Steve Hughes ‘Big Issues’ tour, The Glee Club, Birmingham; March 28th 2012

 

Much hailed as a champion of sorts in the European metal community, Australian stand up comic Steve Hughes brought his brand of sharp, quick to the point comedy to Birmingham’s Glee Club on March 28th. However, while heavy metal is certainly a key part of the comedian’s identity (and thus routine), it tends to be overlooked how this is truly not the main, driving point of his act. There is always much more to a person than one asset of them on display, and the audience of the aforementioned night was treated to more than one side of Hughes as he shared his experiences as an Australian, music lover, colonial and occasional drug taker on a tour which looked at (and also bathed in) mocking the concept of political correctness.

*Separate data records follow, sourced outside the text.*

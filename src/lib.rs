//! tushare-rs: typed async client for the Tushare Pro data API.
//!
//! Tushare exposes every dataset through one JSON POST endpoint taking an
//! API name, a parameter map, and a requested field list, and answering
//! with a columnar payload. This crate wraps that protocol in a shared
//! transport primitive ([`TsClient::call`]) with a bounded fixed-backoff
//! retry loop, a null-safe columnar decoder ([`core::decode`]), and typed
//! per-dataset accessor builders.
//!
//! # Example
//!
//! ```no_run
//! use tushare_rs::{TsClient, daily};
//!
//! # #[tokio::main]
//! # async fn main() -> Result<(), tushare_rs::TsError> {
//! let token = std::env::var("TUSHARE_TOKEN").expect("set TUSHARE_TOKEN");
//! let client = TsClient::new(token)?;
//!
//! let bars = daily::daily(&client).code("000001.SZ").fetch().await?;
//! for bar in bars {
//!     println!("{} {} close={}", bar.code, bar.date, bar.close);
//! }
//! # Ok(())
//! # }
//! ```

pub mod core;

pub mod adjust;
pub mod basic;
pub mod calendar;
pub mod daily;
pub mod fund;
pub mod index;
pub mod moneyflow;
pub mod premarket;
pub mod repurchase;
pub mod ths;

pub use crate::core::{
    Backoff, ColumnarResponse, Params, RetryConfig, TsClient, TsClientBuilder, TsError,
};
pub use adjust::AdjFactor;
pub use basic::StockBasic;
pub use daily::DailyBar;
pub use fund::FundProfile;
pub use index::IndexBasic;
pub use moneyflow::MoneyFlow;
pub use premarket::PreMarket;
pub use repurchase::Repurchase;
pub use ths::{ThsIndex, ThsMember};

Political correctness – or PC, as it’s often abbreviated – isn’t a new target for comedy; many stand ups prior to Steve Hughes and his supporting act Sully Sullivan have built their own careers and reputations out of saying what they want to crude, uncensored effect, even if it meant alienating much of their own audiences like with the case of Frankie Boyle.

This in turn seems to lead to two unofficial “camps” in regards to the issue of tearing PC values – those who get it right, and get applause for speaking “the truth”, and those who get it wrong, and are ironically criticised for being trashy and offensive.

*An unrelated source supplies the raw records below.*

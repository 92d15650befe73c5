mod common;

use chrono::NaiveDate;
use httpmock::Method::POST;
use httpmock::MockServer;
use serde_json::json;
use tushare_rs::{TsError, daily};

#[tokio::test]
async fn daily_decodes_one_bar_end_to_end() {
    let server = MockServer::start();

    let mock = server.mock(|when, then| {
        when.method(POST).path("/").json_body_includes(
            r#"{
                "api_name": "daily",
                "params": { "ts_code": "000001.SZ", "trade_date": "20240102" },
                "fields": "ts_code,trade_date,open,high,low,close,pre_close,change,pct_chg,vol,amount"
            }"#,
        );
        then.status(200)
            .header("content-type", "application/json")
            .body(common::envelope(
                &[
                    "ts_code",
                    "trade_date",
                    "open",
                    "high",
                    "low",
                    "close",
                    "pre_close",
                    "change",
                    "pct_chg",
                    "vol",
                    "amount",
                ],
                json!([[
                    "000001.SZ",
                    "20240102",
                    10.0,
                    10.5,
                    9.8,
                    10.2,
                    10.1,
                    0.1,
                    0.99,
                    123456.0,
                    98765.4
                ]]),
            ));
    });

    let client = common::mock_client(&server);
    let bars = daily::daily(&client)
        .code("000001.SZ")
        .date(NaiveDate::from_ymd_opt(2024, 1, 2).unwrap())
        .fetch()
        .await
        .unwrap();

    mock.assert();
    assert_eq!(bars.len(), 1);
    let bar = &bars[0];
    assert_eq!(bar.code, "000001.SZ");
    assert_eq!(bar.date, NaiveDate::from_ymd_opt(2024, 1, 2).unwrap());
    assert_eq!(bar.open, 10.0);
    assert_eq!(bar.high, 10.5);
    assert_eq!(bar.low, 9.8);
    assert_eq!(bar.close, 10.2);
    assert_eq!(bar.pre_close, 10.1);
    assert_eq!(bar.change, 0.1);
    assert_eq!(bar.pct_change, 0.99);
    assert_eq!(bar.volume, 123456.0);
    assert_eq!(bar.turnover, 98765.4);
}

#[tokio::test]
async fn null_turnover_decodes_to_zero() {
    let server = MockServer::start();

    server.mock(|when, then| {
        when.method(POST).path("/");
        then.status(200)
            .header("content-type", "application/json")
            .body(common::envelope(
                &["ts_code", "trade_date", "close", "amount"],
                json!([["000001.SZ", "20240102", 10.2, null]]),
            ));
    });

    let client = common::mock_client(&server);
    let bars = daily::daily(&client).fetch().await.unwrap();

    assert_eq!(bars[0].turnover, 0.0);
    // Columns the server never returned come back as zero values too.
    assert_eq!(bars[0].open, 0.0);
}

#[tokio::test]
async fn inverted_date_range_fails_before_any_request() {
    let server = MockServer::start();

    let mock = server.mock(|when, then| {
        when.method(POST).path("/");
        then.status(200).body(common::envelope(&[], json!([])));
    });

    let client = common::mock_client(&server);
    let result = daily::daily(&client)
        .date_range(
            NaiveDate::from_ymd_opt(2024, 6, 1).unwrap(),
            NaiveDate::from_ymd_opt(2024, 1, 1).unwrap(),
        )
        .fetch()
        .await;

    mock.assert_calls(0);
    assert!(matches!(result, Err(TsError::InvalidDates)));
}

#[tokio::test]
async fn later_options_overwrite_earlier_ones() {
    let server = MockServer::start();

    let mock = server.mock(|when, then| {
        when.method(POST)
            .path("/")
            .json_body_includes(r#"{ "params": { "ts_code": "600000.SH" } }"#);
        then.status(200)
            .header("content-type", "application/json")
            .body(common::envelope(&[], json!([])));
    });

    let client = common::mock_client(&server);
    let bars = daily::daily_vip(&client)
        .code("000001.SZ")
        .code("600000.SH")
        .fetch()
        .await
        .unwrap();

    mock.assert();
    assert!(bars.is_empty());
}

In the case of Steve Hughes and Sully Sullivan, two men from Australia and New Zealand respectively; their material put them in the camp of Getting It Right as they used their positions as cultural onlookers in England to rip apart notions of what can or can’t be said in modern society. One constant theme throughout both sets that highlighted this was the topic of racism, as Sullivan and Hughes looked at it from a colonial Pacific angle: for Sullivan, it was how if you placed the word “fucking” in front of every word referring to an ethnic group (including your own), typically racist terms like “Paki” or “Kiwi” would lose their negative impact. For Hughes, it was how ideas of racial superiority were tied into the mentalities of people seen as living on “stolen land”, such as Israel, America, Canada and Australia to name a few.

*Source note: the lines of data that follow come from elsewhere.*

mod common;

use chrono::NaiveDate;
use httpmock::Method::POST;
use httpmock::MockServer;
use serde_json::json;
use tushare_rs::{TsError, calendar};

#[tokio::test]
async fn trade_cal_requests_open_days_and_decodes_dates() {
    let server = MockServer::start();

    let mock = server.mock(|when, then| {
        when.method(POST).path("/").json_body_includes(
            r#"{
                "api_name": "trade_cal",
                "params": {
                    "start_date": "20240101",
                    "end_date": "20240105",
                    "is_open": "1"
                },
                "fields": "cal_date"
            }"#,
        );
        then.status(200)
            .header("content-type", "application/json")
            .body(common::envelope(
                &["cal_date"],
                json!([["20240102"], ["20240103"], ["20240104"], ["20240105"]]),
            ));
    });

    let client = common::mock_client(&server);
    let days = calendar::trade_cal(
        &client,
        NaiveDate::from_ymd_opt(2024, 1, 1).unwrap(),
        NaiveDate::from_ymd_opt(2024, 1, 5).unwrap(),
    )
    .fetch()
    .await
    .unwrap();

    mock.assert();
    assert_eq!(days.len(), 4);
    assert_eq!(days[0], NaiveDate::from_ymd_opt(2024, 1, 2).unwrap());
    assert_eq!(days[3], NaiveDate::from_ymd_opt(2024, 1, 5).unwrap());
}

#[tokio::test]
async fn trade_cal_rejects_an_inverted_range() {
    let server = MockServer::start();
    let client = common::mock_client(&server);

    let result = calendar::trade_cal(
        &client,
        NaiveDate::from_ymd_opt(2024, 2, 1).unwrap(),
        NaiveDate::from_ymd_opt(2024, 1, 1).unwrap(),
    )
    .fetch()
    .await;

    assert!(matches!(result, Err(TsError::InvalidDates)));
}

This isn’t to say that racial politics and a colonial background were even the most important part of Steve Hughes’ ‘Big Issues’ tour – rather, they were really a side part to the comedian’s own routine when he discussed body image, crime (making direct reference at one point to the London Riots of 2011) and his own experiences as part of a musical subculture, where he mercilessly took jabs at heavily dressed goths in Melbourne din the summer as well as celebrity figures like Lady Gaga who in his eyes represented the corporate, insincere side of contemporary music along with the X-Factor. Dressed in a leather jacket and a black, Enya t-shirt, Hughes was another reminder to those in his audience unfamiliar with heavy metal music or its subgenres, that metalheads were of all different mindsets and intellects contrary to common public perception. Especially as a comedian who unofficially fell into the camp of Getting It Right in relation to political incorrectness as a stand up act, for his and Sully Sullivan’s interests in breaking down the barriers and constructs on what is considered offensive to some while inoffensive to others. As a whole, this is where Hughes himself is really the most comically effective, as his ability to rip into the subjects of his disdain makes his precise, sharp wit and key timing all the more relevant to his audiences.